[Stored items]
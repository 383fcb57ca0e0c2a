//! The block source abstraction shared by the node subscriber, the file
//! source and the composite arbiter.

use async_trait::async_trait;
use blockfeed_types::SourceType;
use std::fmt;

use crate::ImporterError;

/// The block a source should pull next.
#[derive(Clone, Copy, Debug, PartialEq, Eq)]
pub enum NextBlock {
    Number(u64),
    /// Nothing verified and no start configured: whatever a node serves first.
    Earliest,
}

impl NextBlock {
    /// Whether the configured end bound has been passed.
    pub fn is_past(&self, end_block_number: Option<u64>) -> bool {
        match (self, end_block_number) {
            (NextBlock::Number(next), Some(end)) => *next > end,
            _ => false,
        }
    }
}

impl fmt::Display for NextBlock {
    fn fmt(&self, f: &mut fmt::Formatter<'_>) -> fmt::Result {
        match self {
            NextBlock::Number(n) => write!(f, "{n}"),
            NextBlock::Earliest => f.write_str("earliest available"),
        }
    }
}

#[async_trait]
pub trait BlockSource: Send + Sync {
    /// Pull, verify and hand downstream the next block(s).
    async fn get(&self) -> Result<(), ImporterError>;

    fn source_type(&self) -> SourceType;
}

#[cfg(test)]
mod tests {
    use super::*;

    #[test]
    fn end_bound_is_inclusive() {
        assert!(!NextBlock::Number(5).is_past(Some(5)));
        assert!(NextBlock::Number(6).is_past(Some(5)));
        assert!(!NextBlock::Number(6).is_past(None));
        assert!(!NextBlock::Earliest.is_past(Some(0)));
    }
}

Try it:
Tally up the lines above containing "Earliest"; the number is the full answer.

Your solution:
3